ABOUT THIS TASK ▸ Go line by line through the data below, counting each one that has "mpsc", and give the final count only.

Stored items:

"""

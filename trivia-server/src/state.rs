//! Shared server state. Generalizes the teacher's per-room `AppState`
//! registry (`rooms: Mutex<HashMap<String, Room>>`) into a single mailbox
//! and message bus: spec.md §9 runs one polymorphic game per process
//! rather than hosting many rooms side by side, so there is exactly one
//! dispatcher actor here instead of a room lookup per connection.

use std::sync::atomic::{AtomicU64, Ordering};
use std::sync::Arc;

use engine_core::room::{ConnectionId, MessageBus};
use game_engine::dispatcher::DispatcherEvent;
use protocol::OutboundEvent;
use tokio::sync::mpsc;

pub struct AppState {
    pub to_dispatcher: mpsc::Sender<DispatcherEvent>,
    pub bus: Arc<MessageBus<OutboundEvent>>,
    next_connection_id: AtomicU64,
}

impl AppState {
    pub fn new(to_dispatcher: mpsc::Sender<DispatcherEvent>, bus: Arc<MessageBus<OutboundEvent>>) -> Self {
        AppState {
            to_dispatcher,
            bus,
            next_connection_id: AtomicU64::new(1),
        }
    }

    /// Hands out a fresh id for a newly accepted websocket connection.
    pub fn next_connection_id(&self) -> ConnectionId {
        self.next_connection_id.fetch_add(1, Ordering::Relaxed)
    }
}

"""

OUTPUT BELOW ▸ 3